Members 1st Security Hub: Member Account Fraud Protection

Member sign-in protection at Members 1st FCU.

Members 1st sign in is protected by a combination of member username, member-set password, and a required second factor. The second factor is delivered as an SMS one-time code, an authenticator app token, or a biometric prompt inside the Members 1st mobile app. New device sign-in is challenged on first use, and Members 1st sign-in attempts from unusual geographies trigger an immediate account-activity alert that shows up in the alert center and as a push notification.

How biometric sign in interacts with MFA.

Biometric sign in on the Members 1st mobile app is treated as a strong factor that satisfies both the password step and the MFA step on a previously enrolled device. The fingerprint or face match is processed inside the device's secure enclave; the credit union never receives the underlying biometric template. Members can disable biometric sign in from the security panel and revert to password-plus-MFA at any time.

Card freeze, alerts, and the in-app security panel.

Card freeze is the fastest member tool against unauthorized use. A the cooperative debit card or credit card can be frozen and unfrozen from the card-controls panel inside the Members 1st mobile app, the freeze takes effect in seconds, and members can configure whether recurring billers and posted credits continue while the card is frozen. The same panel exposes spending limits, geographic controls, and merchant-category restrictions that members can use to harden a card without closing it outright.

Recommended alert configuration for Members 1st members.

The the credit union alert center supports balance-threshold, large-debit, foreign-transaction, sign-in-from-new-device, and password-change alerts. A reasonable default is to enable large-debit alerts above a household-appropriate threshold, all sign-in alerts, all password-change alerts, and all foreign-transaction alerts. Alerts can route to push notification, SMS, email, or any combination, and the routing is editable per alert type.

Members 1st security feature reference.

The table below summarizes which Members 1st security features live in the mobile app, in online banking, on the phone line, or across all three channels.

Recognizing phishing aimed at Members 1st FCU members.

the cooperative phishing campaigns typically copy the cooperative's logo, mimic transactional language, and pressure the recipient with a deadline. A genuine the FCU message will never request a password, a full Social Security number, a one-time code, or a remote-control session. The cooperative will not text a member a link that opens a sign-in page; legitimate links route through the official Members 1st mobile app or through a previously bookmarked online banking address. Members who receive a suspicious message should not click any embedded link, should forward the message to the reported-fraud inbox through the secure-messaging panel inside the Members 1st mobile app, and should call Members 1st member service at (717) 691-3500 if the message references a specific account action.
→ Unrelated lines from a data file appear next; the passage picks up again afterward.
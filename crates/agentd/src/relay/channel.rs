// SPDX-License-Identifier: BUSL-1.1
// Copyright (c) 2026 Alfred Jean LLC

//! Channel identifier parsing and membership tracking (spec §4.8).

use std::collections::{HashMap, HashSet};

/// How a `to` field resolves to a set of recipients.
#[derive(Debug, Clone, PartialEq, Eq)]
pub enum RecipientKind {
    Agent(String),
    Broadcast,
    Channel(String),
    Dm(Vec<String>),
    Private(String),
}

/// Classify a raw `to` string into its recipient kind (spec §4.8: public
/// `#<name>`, direct-message `dm:<p1>:<p2>[:…]`, private `private:<name>`).
pub fn classify(to: &str) -> RecipientKind {
    if to == "*" {
        return RecipientKind::Broadcast;
    }
    if let Some(name) = to.strip_prefix('#') {
        return RecipientKind::Channel(name.to_string());
    }
    if let Some(rest) = to.strip_prefix("dm:") {
        let participants: Vec<String> = rest.split(':').map(|s| s.to_string()).collect();
        return RecipientKind::Dm(participants);
    }
    if let Some(name) = to.strip_prefix("private:") {
        return RecipientKind::Private(name.to_string());
    }
    RecipientKind::Agent(to.to_string())
}

/// Canonicalize a DM channel id with participants sorted lexicographically.
pub fn canonical_dm(participants: &[String]) -> String {
    let mut sorted = participants.to_vec();
    sorted.sort();
    format!("dm:{}", sorted.join(":"))
}

/// Tracks current membership for public, DM, and private channel
/// identifiers. Membership is updated by the agent manager's dispatch of
/// parsed `->relay:join`/`->relay:leave` markers (spec §4.8); this
/// registry just stores the result.
#[derive(Debug, Default)]
pub struct ChannelRegistry {
    members: HashMap<String, HashSet<String>>,
}

impl ChannelRegistry {
    pub fn new() -> Self {
        Self::default()
    }

    pub fn join(&mut self, channel_id: &str, member: &str) {
        self.members.entry(channel_id.to_string()).or_default().insert(member.to_string());
    }

    pub fn leave(&mut self, channel_id: &str, member: &str) {
        if let Some(set) = self.members.get_mut(channel_id) {
            set.remove(member);
            if set.is_empty() {
                self.members.remove(channel_id);
            }
        }
    }

    /// Drop a member from every channel it belongs to (spec §4: "offlineTtl
    /// eviction drops a recipient from all channels").
    pub fn leave_all(&mut self, member: &str) {
        self.members.retain(|_, set| {
            set.remove(member);
            !set.is_empty()
        });
    }

    /// Current members of a channel, excluding `exclude` (the sender).
    pub fn members_excluding(&self, channel_id: &str, exclude: &str) -> Vec<String> {
        self.members
            .get(channel_id)
            .map(|set| set.iter().filter(|m| m.as_str() != exclude).cloned().collect())
            .unwrap_or_default()
    }
}

#[cfg(test)]
#[path = "channel_tests.rs"]
mod tests;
Red flags that should always trigger a Members 1st member to pause.

Common red flags: unsolicited password-reset emails, text messages with shortened URLs, callers asking for a one-time code, alleged the credit union staff who pressure for immediate action, requests to install remote-access software, or requests to wire money to "verify" an account. Federal background on consumer-side phishing recognition is published openly by the Consumer Financial Protection Bureau at consumerfinance.gov.

NCUA insurance and what it actually covers.

Members 1st member share deposits are insured by the National Credit Union Share Insurance Fund administered by the National Credit Union Administration, up to $250,000 per individual depositor across qualifying account categories. Insurance covers checking, savings, money-market, share certificates, and qualifying retirement-account share balances. NCUA insurance does not cover investment products like mutual funds, annuities, or securities, and members holding those products through any affiliated investment program should verify the underlying coverage with the program provider. The official insurance estimator and federal credit union directory are available at ncua.gov.

Members 1st member action checklist if an account is compromised.

Within ten minutes: freeze affected cards in the Members 1st mobile app; change the the cooperative password and rotate MFA preferences; review recent transactions; call the the credit union 24-hour fraud line. Within twenty-four hours: file written disputes for any unauthorized transactions; request replacement cards; review external alert routing; check email and SMS for unfamiliar password-reset attempts; rotate any reused passwords on other services. Within forty-eight hours: place a fraud alert with the major credit bureaus; review and rotate biometric enrollments on shared devices.